## [PROBLEM DETAILS]
In the listing below, find each line with the string "title" and report it.

## [PROVIDED MATERIAL]
>>>

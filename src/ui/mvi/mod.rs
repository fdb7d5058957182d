//! Model-View-Intent (MVI) primitives for page state.
//!
//! ```text
//! Intent ──→ Reducer ──→ State ──→ View
//!    ↑                              │
//!    └──────────────────────────────┘
//! ```
//!
//! - **State**: plain data describing what a page shows
//! - **Intent**: a key press or system event aimed at that page
//! - **Reducer**: the single place where state transitions happen

mod intent;
mod reducer;
mod state;

pub use intent::Intent;
pub use reducer::Reducer;
pub use state::UiState;
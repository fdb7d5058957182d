mod intent;
mod reducer;
mod state;

pub use intent::LandingIntent;
pub use reducer::LandingReducer;
pub use state::LandingState;
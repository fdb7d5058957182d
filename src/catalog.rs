//! The list of bites shown on the landing page.

use std::fmt;
use std::str::FromStr;

use serde::{Deserialize, Serialize};

#[derive(Debug, Clone, Copy, PartialEq, Eq, Hash, Serialize, Deserialize)]
#[serde(rename_all = "lowercase")]
pub enum Difficulty {
    Beginner,
    Intermediate,
    Advanced,
}

impl Difficulty {
    pub fn all() -> &'static [Difficulty] {
        &[Self::Beginner, Self::Intermediate, Self::Advanced]
    }

    pub fn as_str(&self) -> &'static str {
        match self {
            Self::Beginner => "beginner",
            Self::Intermediate => "intermediate",
            Self::Advanced => "advanced",
        }
    }

    /// Capitalized label for buttons and tags.
    pub fn label(&self) -> &'static str {
        match self {
            Self::Beginner => "Beginner",
            Self::Intermediate => "Intermediate",
            Self::Advanced => "Advanced",
        }
    }
}

impl fmt::Display for Difficulty {
    fn fmt(&self, f: &mut fmt::Formatter<'_>) -> fmt::Result {
        f.write_str(self.as_str())
    }
}

impl FromStr for Difficulty {
    type Err = String;

    fn from_str(s: &str) -> Result<Self, Self::Err> {
        Self::all()
            .iter()
            .copied()
            .find(|d| d.as_str().eq_ignore_ascii_case(s.trim()))
            .ok_or_else(|| format!("unknown difficulty '{s}' (expected beginner, intermediate or advanced)"))
    }
}

#[derive(Debug, Clone, Copy, PartialEq, Eq)]
pub enum Category {
    Performance,
    Ux,
    DataHandling,
}

impl Category {
    pub fn label(&self) -> &'static str {
        match self {
            Self::Performance => "Performance",
            Self::Ux => "UX",
            Self::DataHandling => "Data Handling",
        }
    }
}

/// Page a bite opens.
#[derive(Debug, Clone, Copy, PartialEq, Eq, Default)]
pub enum Route {
    #[default]
    Landing,
    DebounceSearch,
    InfiniteScroll,
}

impl Route {
    pub fn title(&self) -> &'static str {
        match self {
            Self::Landing => "Frontend Bites",
            Self::DebounceSearch => "Debounce Search",
            Self::InfiniteScroll => "Infinite Scroll",
        }
    }
}

#[derive(Debug, Clone, PartialEq, Eq)]
pub struct Bite {
    pub id: &'static str,
    pub title: &'static str,
    pub description: &'static str,
    pub category: Category,
    pub difficulty: Difficulty,
    pub route: Route,
}

pub static BITES: &[Bite] = &[
    Bite {
        id: "infinite-scroll",
        title: "Infinite Scroll",
        description: "Load more items automatically as user scrolls to the bottom. \
                      Perfect for feeds, product listings, and galleries.",
        category: Category::Performance,
        difficulty: Difficulty::Intermediate,
        route: Route::InfiniteScroll,
    },
    Bite {
        id: "debounce-search",
        title: "Debounce Search",
        description: "Optimize search input with debouncing to reduce API calls and improve \
                      performance. Essential for real-time search.",
        category: Category::Ux,
        difficulty: Difficulty::Beginner,
        route: Route::DebounceSearch,
    },
];

/// Bites matching `filter`, in catalog order. `None` keeps everything.
pub fn filter_by_difficulty(bites: &[Bite], filter: Option<Difficulty>) -> Vec<&Bite> {
    bites
        .iter()
        .filter(|bite| filter.map_or(true, |difficulty| bite.difficulty == difficulty))
        .collect()
}

pub fn find_bite(id: &str) -> Option<&'static Bite> {
    BITES.iter().find(|bite| bite.id == id)
}

pub fn bite_ids() -> Vec<&'static str> {
    BITES.iter().map(|bite| bite.id).collect()
}

#[cfg(test)]
mod tests {
    use super::*;

    #[test]
    fn no_filter_keeps_catalog_order() {
        let ids: Vec<_> = filter_by_difficulty(BITES, None).iter().map(|b| b.id).collect();
        assert_eq!(ids, ["infinite-scroll", "debounce-search"]);
    }

    #[test]
    fn filter_selects_matching_difficulty() {
        let found = filter_by_difficulty(BITES, Some(Difficulty::Beginner));
        assert_eq!(found.len(), 1);
        assert_eq!(found[0].route, Route::DebounceSearch);
    }

    #[test]
    fn advanced_is_empty() {
        assert!(filter_by_difficulty(BITES, Some(Difficulty::Advanced)).is_empty());
    }

    #[test]
    fn difficulty_parses_case_insensitively() {
        assert_eq!("Intermediate".parse::<Difficulty>(), Ok(Difficulty::Intermediate));
        assert!("expert".parse::<Difficulty>().is_err());
    }

    #[test]
    fn find_by_id() {
        assert_eq!(find_bite("debounce-search").map(|b| b.title), Some("Debounce Search"));
        assert!(find_bite("nope").is_none());
    }
}
//! tile-outline - Collider outlines from tile-map walkability
//!
//! Reduces a layered tile map to a walkability grid, groups its blocked
//! tiles into connected regions and traces each region's boundary, holes
//! included, into closed axis-aligned outlines ready to feed a 2D physics
//! engine.
//!
//! # Example
//!
//! ```
//! use tile_outline::grid::{LayerKind, LayerStack, TileLayer, TilePathing};
//! use tile_outline::{extract_colliders, Coord, ExtractConfig, Point2, Vec2};
//!
//! // A 4x3 room: walls everywhere, floor painted by an overlay.
//! let base = TileLayer::new("walls", LayerKind::Base, 4, 3)?;
//! let mut floor = TileLayer::new("floor", LayerKind::Overlay, 4, 3)?;
//! floor.set(Coord::new(1, 1), TilePathing::OverlayWalkable);
//! floor.set(Coord::new(2, 1), TilePathing::OverlayWalkable);
//!
//! let stack = LayerStack::new(4, 3)?.with_layer(base)?.with_layer(floor)?;
//! let grid = stack.resolve()?;
//!
//! let config = ExtractConfig::new().with_tile_size(Vec2::new(2.0, 2.0));
//! let colliders = extract_colliders(&grid, &config)?;
//!
//! assert_eq!(colliders.len(), 1);
//! let (outer, holes) = colliders.regions[0].clone().into_parts();
//! assert_eq!(outer[0], Point2::new(0.0, 0.0));
//! assert_eq!(outer[2], Point2::new(8.0, 6.0));
//! assert_eq!(holes[0][0], Point2::new(2.0, 2.0));
//! # Ok::<(), tile_outline::OutlineError>(())
//! ```

pub mod collider;
pub mod config;
pub mod error;
pub mod grid;
pub mod io;
pub mod polygon;
pub mod primitives;
pub mod region;
pub mod simplify;
pub mod trace;

pub use collider::{
    extract_colliders, extract_colliders_partial, ColliderSet, ExtractReport, RegionOutlines,
};
pub use config::ExtractConfig;
pub use error::OutlineError;
pub use grid::{Coord, Direction, DirectionSet, WalkabilityGrid};
pub use polygon::Winding;
pub use primitives::{Point2, Vec2};
pub use region::{Region, RegionMap};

<<<

## [RESULT OF THE TASK]
    pub fn title(&self) -> &'static str {
    pub title: &'static str,
        title: "Infinite Scroll",
        title: "Debounce Search",
        assert_eq!(find_bite("debounce-search").map(|b| b.title), Some("Debounce Search"));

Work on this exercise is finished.